►

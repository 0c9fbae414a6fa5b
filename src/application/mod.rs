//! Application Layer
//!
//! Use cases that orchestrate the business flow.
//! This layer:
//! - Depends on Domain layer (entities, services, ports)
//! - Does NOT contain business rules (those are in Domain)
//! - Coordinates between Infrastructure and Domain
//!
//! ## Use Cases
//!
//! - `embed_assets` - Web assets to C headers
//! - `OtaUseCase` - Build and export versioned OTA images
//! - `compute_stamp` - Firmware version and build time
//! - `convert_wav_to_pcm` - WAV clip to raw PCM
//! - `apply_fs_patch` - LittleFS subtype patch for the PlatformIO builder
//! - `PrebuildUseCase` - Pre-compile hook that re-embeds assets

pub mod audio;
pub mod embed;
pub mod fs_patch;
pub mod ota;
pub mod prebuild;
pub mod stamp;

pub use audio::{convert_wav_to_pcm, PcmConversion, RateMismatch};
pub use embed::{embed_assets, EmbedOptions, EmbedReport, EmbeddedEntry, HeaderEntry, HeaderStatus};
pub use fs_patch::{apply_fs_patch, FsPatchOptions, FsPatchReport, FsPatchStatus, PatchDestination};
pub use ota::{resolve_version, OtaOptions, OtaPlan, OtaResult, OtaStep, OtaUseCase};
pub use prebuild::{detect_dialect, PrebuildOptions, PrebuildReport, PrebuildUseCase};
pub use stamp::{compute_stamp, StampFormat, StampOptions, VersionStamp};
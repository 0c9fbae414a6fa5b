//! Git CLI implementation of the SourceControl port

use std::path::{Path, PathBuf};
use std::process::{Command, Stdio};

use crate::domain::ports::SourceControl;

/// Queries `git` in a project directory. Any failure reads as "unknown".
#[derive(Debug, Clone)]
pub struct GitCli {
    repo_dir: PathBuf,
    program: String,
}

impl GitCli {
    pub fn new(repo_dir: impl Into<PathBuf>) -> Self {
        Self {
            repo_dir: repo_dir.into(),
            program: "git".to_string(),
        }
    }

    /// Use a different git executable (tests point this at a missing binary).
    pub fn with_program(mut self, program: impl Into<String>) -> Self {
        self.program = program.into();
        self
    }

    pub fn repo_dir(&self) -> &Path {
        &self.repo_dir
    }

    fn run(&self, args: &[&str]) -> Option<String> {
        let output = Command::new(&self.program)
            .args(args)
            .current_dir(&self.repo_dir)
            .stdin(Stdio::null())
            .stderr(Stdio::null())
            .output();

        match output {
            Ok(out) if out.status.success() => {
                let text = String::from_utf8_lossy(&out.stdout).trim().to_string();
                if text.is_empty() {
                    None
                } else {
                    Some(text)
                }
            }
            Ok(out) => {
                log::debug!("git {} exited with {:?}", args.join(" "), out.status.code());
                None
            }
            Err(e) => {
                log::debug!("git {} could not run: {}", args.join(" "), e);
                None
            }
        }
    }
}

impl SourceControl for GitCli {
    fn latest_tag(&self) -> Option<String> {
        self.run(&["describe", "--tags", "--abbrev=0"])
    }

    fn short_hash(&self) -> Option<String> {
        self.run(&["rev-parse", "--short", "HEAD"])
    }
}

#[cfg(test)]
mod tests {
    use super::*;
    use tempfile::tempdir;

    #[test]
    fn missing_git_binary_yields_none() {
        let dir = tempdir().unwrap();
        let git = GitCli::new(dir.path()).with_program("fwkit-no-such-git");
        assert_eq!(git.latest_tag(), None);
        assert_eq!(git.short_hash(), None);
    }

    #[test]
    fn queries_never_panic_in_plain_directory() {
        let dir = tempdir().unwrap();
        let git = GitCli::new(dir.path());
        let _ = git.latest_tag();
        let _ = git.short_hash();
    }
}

◄

• EXERCISE DETAILS:
Scan the entries above for the string "Stdio" and copy each line that contains it.

• FINAL ANSWER:
use std::process::{Command, Stdio};
            .stdin(Stdio::null())
            .stderr(Stdio::null())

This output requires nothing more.